Kita tahu minuman keras merusak otak. Itu bukanlah hal baru. Hal yang baru—dan lebih berantakan—adalah menyadari bahwa yang menyebabkan kerusakan langsung bukanlah alkohol. Itu adalah kru pembersihan.
Secara khusus, itu adalah asetaldehida.
Pada pertemuan Research Society on Alcohol baru-baru ini, seorang peneliti dari Universitas Georgia—Nagalakshmi Balasubramaian—menyajikan data yang mengaitkan konsumsi minuman beralkohol secara berlebihan dengan jalur penyakit Alzheimer. Bukan hanya “mungkin”. Secara mekanis. Senyawa beracun yang dihasilkan hati Anda saat memetabolisme etanol adalah penjahatnya.
Asetaldehida tidak hanya menempel begitu saja. Ini mengobarkan api peradangan dan disfungsi metabolisme di otak.
Biasanya, tubuh Anda membuang asetaldehida dengan cepat. Enzim yang disebut ALDH2 memakannya untuk sarapan. Tapi kebiasaan minum alkohol yang berlebihan membuat sistem itu kewalahan. Racunnya menumpuk. Itu terletak di sana. Dan meski terus berlanjut, hal ini memicu stres oksidatif, perubahan suasana hati, dan penarikan diri dari pergaulan dini yang sering disalahartikan sebagai… rasa lapar. Atau lelah. Atau sedih.

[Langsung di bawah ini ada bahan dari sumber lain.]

//! Tests for recurrence rules across calendar boundaries
//!
//! These tests exercise the public `Recurrence` API over month ends, the
//! 2000 leap day and year boundaries.

use chrono::{DateTime, TimeZone, Utc};
use cron_load_analyzer::schedule::{Recurrence, RecurrenceError};

fn at(year: i32, month: u32, day: u32, hour: u32, minute: u32) -> DateTime<Utc> {
    Utc.with_ymd_and_hms(year, month, day, hour, minute, 0).unwrap()
}

/// Test that day 31 skips the short months
#[test]
fn test_day_31_skips_short_months() {
    let recurrence = Recurrence::parse("0 0 31 * *").unwrap();

    assert!(recurrence.fires_at(at(2000, 1, 31, 0, 0)));
    assert_eq!(
        recurrence.next_after(&at(2000, 1, 31, 0, 0)),
        Some(at(2000, 3, 31, 0, 0))
    );
}

/// Test the 2000 leap day
#[test]
fn test_leap_day() {
    let recurrence = Recurrence::parse("0 0 29 FEB *").unwrap();

    assert_eq!(
        recurrence.next_after(&at(2000, 1, 1, 0, 0)),
        Some(at(2000, 2, 29, 0, 0))
    );
    assert!(recurrence.fires_at(at(2000, 2, 29, 0, 0)));
}

/// Test stepping over the end of a year
#[test]
fn test_year_rollover() {
    let recurrence = Recurrence::parse("@yearly").unwrap();

    assert_eq!(
        recurrence.next_after(&at(2000, 1, 1, 0, 0)),
        Some(at(2001, 1, 1, 0, 0))
    );
}

/// Test the day-of-month OR day-of-week rule over a whole month
#[test]
fn test_restricted_day_fields_over_a_month() {
    // 1st and 15th, plus every Friday
    let recurrence = Recurrence::parse("0 12 1,15 * FRI").unwrap();
    let firing_days: Vec<u32> = (1..=31)
        .filter(|&day| recurrence.fires_at(at(2000, 1, day, 12, 0)))
        .collect();

    assert_eq!(firing_days, vec![1, 7, 14, 15, 21, 28]);
}

/// Test that the weekday field alone restricts when day-of-month is starred
#[test]
fn test_weekday_only_schedule() {
    let recurrence = Recurrence::parse("0 9 * * SUN").unwrap();
    let firing_days: Vec<u32> = (1..=31)
        .filter(|&day| recurrence.fires_at(at(2000, 1, day, 9, 0)))
        .collect();

    assert_eq!(firing_days, vec![2, 9, 16, 23, 30]);
}

/// Test parsing through `FromStr`
#[test]
fn test_from_str() {
    let recurrence: Recurrence = "*/5 * * * *".parse().unwrap();
    assert!(recurrence.fires_at(at(2000, 6, 1, 10, 25)));

    let error = "* * * *".parse::<Recurrence>().unwrap_err();
    assert_eq!(error, RecurrenceError::FieldCount(4));
}

/// Test that reboot-only jobs are rejected
#[test]
fn test_reboot_is_rejected() {
    assert!(Recurrence::parse("@reboot").is_err());
}

/// Test that extended syntax outside the five-field form is a parse error
#[test]
fn test_extended_syntax_is_rejected() {
    for expression in ["0 0 L * *", "0 0 15W * *", "0 0 * * 5#3", "0 0 0 * * * 2000"] {
        assert!(Recurrence::parse(expression).is_err(), "{}", expression);
    }
    assert_eq!(
        Recurrence::parse("0 0 0 1 1 * 2000").unwrap_err(),
        RecurrenceError::FieldCount(7)
    );
}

Apakah itu kesedihan? Ataukah ini merupakan gelombang pertama dari degenerasi saraf?
Sulit untuk mengatakannya saat ini. Penelitian ini menggunakan tikus. Selalu tikus.
Mereka menggunakan strain tertentu: tikus dengan varian genetik ALDH2*2. Tentu saja, manusia berbagi 95%+ DNA mereka dengan tikus. Namun kuncinya di sini adalah gen.
Apakah wajah Anda menjadi merah saat minum? Kulit panas. Sensasi terbakar? Anda mungkin memiliki varian yang sama. Kebanyakan orang mengira “reaksi pembilasan alkohol” hanyalah sebuah hal yang memalukan. Tidak. Ini adalah peringatan biologis.
Produk dengan varian ALDH2*2 membersihkan asetaldehida dengan buruk. Toksinnya bertahan lebih lama. Tinggal lebih lama berarti lebih banyak kerusakan. Khusus untuk protein tau dan peradangan otak secara umum. Itulah ciri-ciri penyakit Alzheimer.
Balasubramanian menyebut hal ini sebagai “penuaan yang dipercepat”. Tulisan itu sudah terpampang di dinding jauh sebelum kehilangan ingatan terjadi.
Beberapa peringatan, karena kepanikan tidak menguntungkan siapa pun:
- “Minum berlebihan” di sini berarti lebih dari 15 minuman/minggu untuk pria dan lebih dari 8 minuman/minggu untuk wanita, yang dipertahankan seiring berjalannya waktu.
- Ini adalah data hewan pengerat. Belum ada konfirmasi manusia.
- Genetika memuat senjatanya; lingkunganlah yang menjadi pemicunya. Mempunyai gen tidak membuat Anda hancur. Minum banyak berarti melakukan pekerjaan berat.
Tetap saja, ada baiknya untuk berhenti sejenak. Jika pipi Anda menjadi merah padam setelah segelas anggur, otak Anda terkena dampak yang lebih parah dari yang Anda sadari. Flush adalah puncak gunung es. Di bawah permukaan, racun tersebut menggerogoti jalur saraf yang terkait dengan penyakit Alzheimer tahap awal.
Kita tidak perlu panik. Hanya… mungkin melihat gelas ketiga itu sedikit berbeda. Sains masih awal. Namun mekanismenya terasa solid.